--- Directions for this task ---
Could you filter the listing for lines with the word "default" and return them?

--- Data records ---
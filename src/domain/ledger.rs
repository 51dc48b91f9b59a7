//! Cash and position ledger.
//!
//! The ledger never rejects a trade: cash may go negative and sells may open
//! short positions. Every applied trade, including compensating trades from
//! undo, is appended to the trade log.

use std::collections::HashMap;

use tracing::debug;

use super::position::Position;
use super::signal::Side;

/// One trade as applied to the ledger.
#[derive(Debug, Clone, PartialEq)]
pub struct TradeRecord {
    pub symbol: String,
    pub side: Side,
    pub quantity: f64,
    pub price: f64,
}

impl TradeRecord {
    /// Cash effect of the trade: negative for buys, positive for sells.
    pub fn cash_delta(&self) -> f64 {
        match self.side {
            Side::Buy => -(self.price * self.quantity),
            Side::Sell => self.price * self.quantity,
        }
    }
}

/// Read-only snapshot for reporting.
#[derive(Debug, Clone, PartialEq)]
pub struct LedgerSummary {
    pub initial_cash: f64,
    pub cash: f64,
    pub equity: f64,
    /// Sum over open positions of quantity × (mark - last fill).
    pub unrealized_pnl: f64,
    /// Sorted by symbol.
    pub positions: Vec<Position>,
    pub trade_count: usize,
}

#[derive(Debug, Clone, PartialEq)]
pub struct Ledger {
    initial_cash: f64,
    cash: f64,
    positions: HashMap<String, Position>,
    trade_log: Vec<TradeRecord>,
    marks: HashMap<String, f64>,
}

impl Ledger {
    pub fn new(initial_cash: f64) -> Self {
        Ledger {
            initial_cash,
            cash: initial_cash,
            positions: HashMap::new(),
            trade_log: Vec::new(),
            marks: HashMap::new(),
        }
    }

    /// Apply a fill: adjust cash, adjust the position, drop it if flat.
    pub fn execute_trade(&mut self, symbol: &str, side: Side, quantity: f64, price: f64) {
        let record = TradeRecord {
            symbol: symbol.to_string(),
            side,
            quantity,
            price,
        };
        self.cash += record.cash_delta();

        let position = self
            .positions
            .entry(record.symbol.clone())
            .or_insert_with(|| Position {
                symbol: record.symbol.clone(),
                quantity: 0.0,
                price,
            });
        position.quantity += side.sign() * quantity;
        position.price = price;
        if position.is_flat() {
            self.positions.remove(symbol);
        }

        debug!(
            %symbol,
            %side,
            quantity,
            price,
            cash = self.cash,
            "trade executed"
        );
        self.trade_log.push(record);
    }

    /// Record the latest market price for valuation only.
    pub fn update_price(&mut self, symbol: &str, price: f64) {
        self.marks.insert(symbol.to_string(), price);
    }

    /// Latest market price, falling back to the position's last fill.
    pub fn mark_price(&self, symbol: &str) -> Option<f64> {
        self.marks
            .get(symbol)
            .copied()
            .or_else(|| self.positions.get(symbol).map(|p| p.price))
    }

    pub fn equity(&self) -> f64 {
        let position_value: f64 = self
            .positions
            .values()
            .map(|pos| pos.market_value(self.mark_or_fill(pos)))
            .sum();
        self.cash + position_value
    }

    pub fn summary(&self) -> LedgerSummary {
        let mut positions: Vec<Position> = self.positions.values().cloned().collect();
        positions.sort_by(|a, b| a.symbol.cmp(&b.symbol));
        let unrealized_pnl: f64 = positions
            .iter()
            .map(|pos| pos.unrealized_pnl(self.mark_or_fill(pos)))
            .sum();
        LedgerSummary {
            initial_cash: self.initial_cash,
            cash: self.cash,
            equity: self.equity(),
            unrealized_pnl,
            positions,
            trade_count: self.trade_log.len(),
        }
    }

    fn mark_or_fill(&self, pos: &Position) -> f64 {
        self.marks.get(&pos.symbol).copied().unwrap_or(pos.price)
    }

    pub fn cash(&self) -> f64 {
        self.cash
    }

    pub fn position(&self, symbol: &str) -> Option<&Position> {
        self.positions.get(symbol)
    }

    pub fn has_position(&self, symbol: &str) -> bool {
        self.positions.contains_key(symbol)
    }

    pub fn positions(&self) -> &HashMap<String, Position> {
        &self.positions
    }

    pub fn position_count(&self) -> usize {
        self.positions.len()
    }

    pub fn trade_log(&self) -> &[TradeRecord] {
        &self.trade_log
    }

    pub fn trade_count(&self) -> usize {
        self.trade_log.len()
    }
}

#[cfg(test)]
mod tests {
    use super::*;

    #[test]
    fn new_ledger() {
        let ledger = Ledger::new(10_000.0);
        assert!((ledger.cash() - 10_000.0).abs() < f64::EPSILON);
        assert!((ledger.summary().initial_cash - 10_000.0).abs() < f64::EPSILON);
        assert_eq!(ledger.position_count(), 0);
        assert_eq!(ledger.trade_count(), 0);
    }

    #[test]
    fn buy_debits_cash_and_opens_position() {
        let mut ledger = Ledger::new(10_000.0);
        ledger.execute_trade("AAPL", Side::Buy, 10.0, 100.0);

        assert_eq!(ledger.cash(), 9_000.0);
        let pos = ledger.position("AAPL").unwrap();
        assert_eq!(pos.quantity, 10.0);
        assert_eq!(pos.price, 100.0);
        assert_eq!(ledger.trade_count(), 1);
    }

    #[test]
    fn sell_credits_cash() {
        let mut ledger = Ledger::new(0.0);
        ledger.execute_trade("AAPL", Side::Buy, 2.0, 50.0);
        ledger.execute_trade("AAPL", Side::Sell, 1.0, 60.0);

        assert_eq!(ledger.cash(), -100.0 + 60.0);
        assert_eq!(ledger.position("AAPL").unwrap().quantity, 1.0);
    }

    #[test]
    fn flat_position_removed() {
        let mut ledger = Ledger::new(1_000.0);
        ledger.execute_trade("XYZ", Side::Buy, 5.0, 10.0);
        ledger.execute_trade("XYZ", Side::Sell, 5.0, 12.0);

        assert_eq!(ledger.cash(), 1_010.0);
        assert!(!ledger.has_position("XYZ"));
        assert_eq!(ledger.trade_count(), 2);
    }

    #[test]
    fn near_zero_residual_removed() {
        let mut ledger = Ledger::new(1_000.0);
        ledger.execute_trade("XYZ", Side::Buy, 0.3, 10.0);
        ledger.execute_trade("XYZ", Side::Sell, 0.1, 10.0);
        ledger.execute_trade("XYZ", Side::Sell, 0.2, 10.0);
        assert!(!ledger.has_position("XYZ"));
    }

    #[test]
    fn sell_without_position_goes_short() {
        let mut ledger = Ledger::new(1_000.0);
        ledger.execute_trade("TSLA", Side::Sell, 3.0, 200.0);

        assert_eq!(ledger.cash(), 1_600.0);
        let pos = ledger.position("TSLA").unwrap();
        assert_eq!(pos.quantity, -3.0);
        assert!(pos.is_short());
    }

    #[test]
    fn insufficient_cash_is_permitted() {
        let mut ledger = Ledger::new(100.0);
        ledger.execute_trade("AAPL", Side::Buy, 10.0, 100.0);
        assert_eq!(ledger.cash(), -900.0);
        assert!(ledger.has_position("AAPL"));
    }

    #[test]
    fn last_fill_price_overwrites() {
        let mut ledger = Ledger::new(10_000.0);
        ledger.execute_trade("AAPL", Side::Buy, 10.0, 100.0);
        ledger.execute_trade("AAPL", Side::Buy, 10.0, 120.0);
        let pos = ledger.position("AAPL").unwrap();
        assert_eq!(pos.quantity, 20.0);
        assert_eq!(pos.price, 120.0);
    }

    #[test]
    fn equity_falls_back_to_fill_price() {
        let mut ledger = Ledger::new(10_000.0);
        ledger.execute_trade("AAPL", Side::Buy, 10.0, 100.0);
        assert_eq!(ledger.equity(), 10_000.0);
        assert_eq!(ledger.mark_price("AAPL"), Some(100.0));
    }

    #[test]
    fn equity_uses_market_updates() {
        let mut ledger = Ledger::new(10_000.0);
        ledger.execute_trade("AAPL", Side::Buy, 10.0, 100.0);
        ledger.update_price("AAPL", 150.0);

        assert_eq!(ledger.cash(), 9_000.0);
        assert_eq!(ledger.equity(), 10_500.0);
        assert_eq!(ledger.mark_price("AAPL"), Some(150.0));
    }

    #[test]
    fn update_price_does_not_touch_positions() {
        let mut ledger = Ledger::new(10_000.0);
        ledger.update_price("MSFT", 300.0);
        assert_eq!(ledger.cash(), 10_000.0);
        assert_eq!(ledger.position_count(), 0);
        assert_eq!(ledger.trade_count(), 0);
        assert_eq!(ledger.equity(), 10_000.0);
    }

    #[test]
    fn short_position_reduces_equity_when_price_rises() {
        let mut ledger = Ledger::new(0.0);
        ledger.execute_trade("TSLA", Side::Sell, 2.0, 100.0);
        ledger.update_price("TSLA", 110.0);
        assert_eq!(ledger.equity(), 200.0 - 220.0);
    }

    #[test]
    fn summary_sorted_and_counted() {
        let mut ledger = Ledger::new(10_000.0);
        ledger.execute_trade("MSFT", Side::Buy, 1.0, 300.0);
        ledger.execute_trade("AAPL", Side::Buy, 2.0, 100.0);

        let summary = ledger.summary();
        assert_eq!(summary.cash, 9_500.0);
        assert_eq!(summary.equity, 10_000.0);
        assert_eq!(summary.trade_count, 2);
        let symbols: Vec<&str> = summary.positions.iter().map(|p| p.symbol.as_str()).collect();
        assert_eq!(symbols, vec!["AAPL", "MSFT"]);
    }

    #[test]
    fn summary_unrealized_pnl_uses_marks() {
        let mut ledger = Ledger::new(10_000.0);
        ledger.execute_trade("AAPL", Side::Buy, 10.0, 100.0);
        ledger.execute_trade("MSFT", Side::Sell, 2.0, 300.0);
        ledger.update_price("AAPL", 105.0);

        let summary = ledger.summary();
        assert_eq!(summary.initial_cash, 10_000.0);
        // AAPL +50 at the mark, MSFT unmarked so valued at its fill.
        assert_eq!(summary.unrealized_pnl, 50.0);
        assert_eq!(summary.equity - summary.initial_cash, 50.0);
    }

    #[test]
    fn trade_log_records_cash_delta() {
        let mut ledger = Ledger::new(0.0);
        ledger.execute_trade("A", Side::Buy, 4.0, 25.0);
        ledger.execute_trade("A", Side::Sell, 4.0, 30.0);
        let deltas: Vec<f64> = ledger.trade_log().iter().map(TradeRecord::cash_delta).collect();
        assert_eq!(deltas, vec![-100.0, 120.0]);
        assert_eq!(ledger.cash(), deltas.iter().sum::<f64>());
    }

    #[test]
    fn trade_record_cash_delta() {
        let buy = TradeRecord {
            symbol: "A".into(),
            side: Side::Buy,
            quantity: 4.0,
            price: 25.0,
        };
        let sell = TradeRecord {
            side: Side::Sell,
            ..buy.clone()
        };
        assert_eq!(buy.cash_delta(), -100.0);
        assert_eq!(sell.cash_delta(), 100.0);
    }
}
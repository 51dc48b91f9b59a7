//! INI file configuration adapter.

use crate::domain::error::SignalbookError;
use crate::ports::config_port::ConfigPort;
use configparser::ini::Ini;
use std::fs;
use std::path::Path;

pub struct FileConfigAdapter {
    config: Ini,
}

impl FileConfigAdapter {
    /// Read and parse an INI file. A missing or unreadable file is an I/O
    /// error, malformed content is a config parse error.
    pub fn from_file<P: AsRef<Path>>(path: P) -> Result<Self, SignalbookError> {
        let path = path.as_ref();
        let content = fs::read_to_string(path)?;
        Self::parse(content).map_err(|reason| SignalbookError::ConfigParse {
            file: path.display().to_string(),
            reason,
        })
    }

    pub fn from_string(content: &str) -> Result<Self, String> {
        Self::parse(content.to_string())
    }

    fn parse(content: String) -> Result<Self, String> {
        let mut config = Ini::new();
        config.read(content)?;
        Ok(Self { config })
    }
}

impl ConfigPort for FileConfigAdapter {
    fn get_string(&self, section: &str, key: &str) -> Option<String> {
        self.config.get(section, key)
    }

    fn get_int(&self, section: &str, key: &str, default: i64) -> i64 {
        self.config
            .getint(section, key)
            .ok()
            .flatten()
            .unwrap_or(default)
    }

    fn get_double(&self, section: &str, key: &str, default: f64) -> f64 {
        self.config
            .getfloat(section, key)
            .ok()
            .flatten()
            .unwrap_or(default)
    }
}
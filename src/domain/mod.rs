//! Core domain types and logic.

pub mod observation;
pub mod signal;
pub mod accumulator;
pub mod strategy;
pub mod position;
pub mod ledger;
pub mod command;
pub mod router;
pub mod engine;
pub mod analytics;
pub mod config_validation;
pub mod error;
//! Port traits at the edges of the domain.

pub mod config_port;
pub mod price_port;
pub mod signal_port;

--- Task response ---
    fn get_int(&self, section: &str, key: &str, default: i64) -> i64 {
            .unwrap_or(default)
    fn get_double(&self, section: &str, key: &str, default: f64) -> f64 {
            .unwrap_or(default)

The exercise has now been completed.